Image source: Getty Images.

Can AI fix the company’s biggest struggles?

Opendoor’s new president and interim leader, Shrisha Radhakrishna, who took over last month after Carrie Wheeler stepped down, is eyeing AI as a way to improve the company’s operations. Radhakrishna sees many ways that AI can be a key part of the company’s future growth, helping the business with marketing, pricing, and in-home assessments.

Turning to AI can be a way to improve efficiency, but it’ll take time and money to do so. And even then, it’s questionable how much generative AI can do for Opendoor’s business. Consider that the company’s gross margin is typically in just single digits. The iBuying business involves flipping houses and if there’s not enough of a spread there to make enough of a margin, it’s going to be incredibly difficult for the business to cover its other operating expenses and stay out of the red.

AI may help with pricing, but unless it results in significant margin expansion, it may not necessarily lead to a big payoff for the business and its shareholders.

Many AI projects are falling short of expectations

Excitement around AI has captivated investors, but that doesn’t mean that simply throwing money at AI is going to solve problems. In fact, it may create new ones as Opendoor spends excessively without having much to show for it.

According to a recent report from the Massachusetts Institute of Technology, a staggering 95% of companies haven’t been generating any meaningful revenue or payoff from their investments into AI. While the hyperscalers and big tech companies with massive budgets have undoubtedly grown their businesses due to AI, the study underscores the importance of keeping expectations in check.

As tempting as it may be to assume that AI will improve a company’s operations, that’s by no means a sure thing. And that can be particularly concerning for a business such as Opendoor, which has routinely posted losses and which already has more than $2 billion in debt on its books. Last quarter (which ended June 30), its interest expense totaled $36 million — nearly 3 times the size of its operating loss of $13 million.

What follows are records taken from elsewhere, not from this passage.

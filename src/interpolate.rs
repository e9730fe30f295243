//! Thin layer over `ndarray-interp` shared by the aerofoil builder and the rotor solution.

use log::debug;
use ndarray::{Array1, Array2, ArrayBase, ArrayView1, ArrayView2, Data, Ix1};
use ndarray_interp::interp1d::{Interp1D, Linear};

use crate::aerofoil::AerofoilBuildError;

pub(crate) trait StrictlyRising {
    /// every element is greater than its predecessor
    fn is_strictly_rising(&self) -> bool;
}

impl<S, T> StrictlyRising for ArrayBase<S, Ix1>
where
    S: Data<Elem = T>,
    T: PartialOrd,
{
    fn is_strictly_rising(&self) -> bool {
        self.len() > 1 && self.windows(2).into_iter().all(|pair| pair[0] < pair[1])
    }
}

/// Resample the columns of `data`, sampled at the strictly rising `x`, onto `grid`.
///
/// Values outside of the sampled range are extended linearly.
pub(crate) fn resample(
    x: ArrayView1<f64>,
    data: ArrayView2<f64>,
    grid: &Array1<f64>,
) -> Result<Array2<f64>, AerofoilBuildError> {
    let resampled = Interp1D::builder(data)
        .x(x)
        .strategy(Linear::new().extrapolate(true))
        .build()?
        .interp_array(grid)?;
    Ok(resampled)
}

/// Linear interpolation of `y(x)` at `at`, extended linearly outside of `x`.
///
/// A query on one of the nodes returns the stored value unchanged, NaN yields NaN.
pub(crate) fn linear_at(x: ArrayView1<f64>, y: ArrayView1<f64>, at: f64) -> f64 {
    if at.is_nan() {
        return f64::NAN;
    }
    if let Some(idx) = x.iter().position(|&node| node == at) {
        return y[idx];
    }
    // extrapolation is enabled, a failure means `x` is not usable as a grid
    match Interp1D::new_unchecked(x, y, Linear::new().extrapolate(true)).interp_scalar(at) {
        Ok(value) => value,
        Err(err) => {
            debug!("interpolation at {at} failed: {err:?}");
            f64::NAN
        }
    }
}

Investing into AI likely won’t make Opendoor a better stock

Opendoor’s business needs a lot of work before it can have a realistic path to profitability and be a good investment option. There’s a ton of risk for investors to take on and although the stock has surged more than 300% this year (as of Monday), that doesn’t mean the rally is sustainable or that it will continue.

The volatility that comes with Opendoor’s stock makes it an unsuitable option for the vast majority of investors to consider for their portfolios. With challenging market conditions, poor financials, and many question marks surrounding the long-term viability of Opendoor’s business, this is a stock I’d steer clear of for the foreseeable future. At the very least, you may want to wait until the company actually shows some tangible improvement and payoff from its efforts and AI investments. Otherwise, you could be taking on significant risk. This is a stock that could have a long way to fall given its sharp rally this year and the volatility that comes with it.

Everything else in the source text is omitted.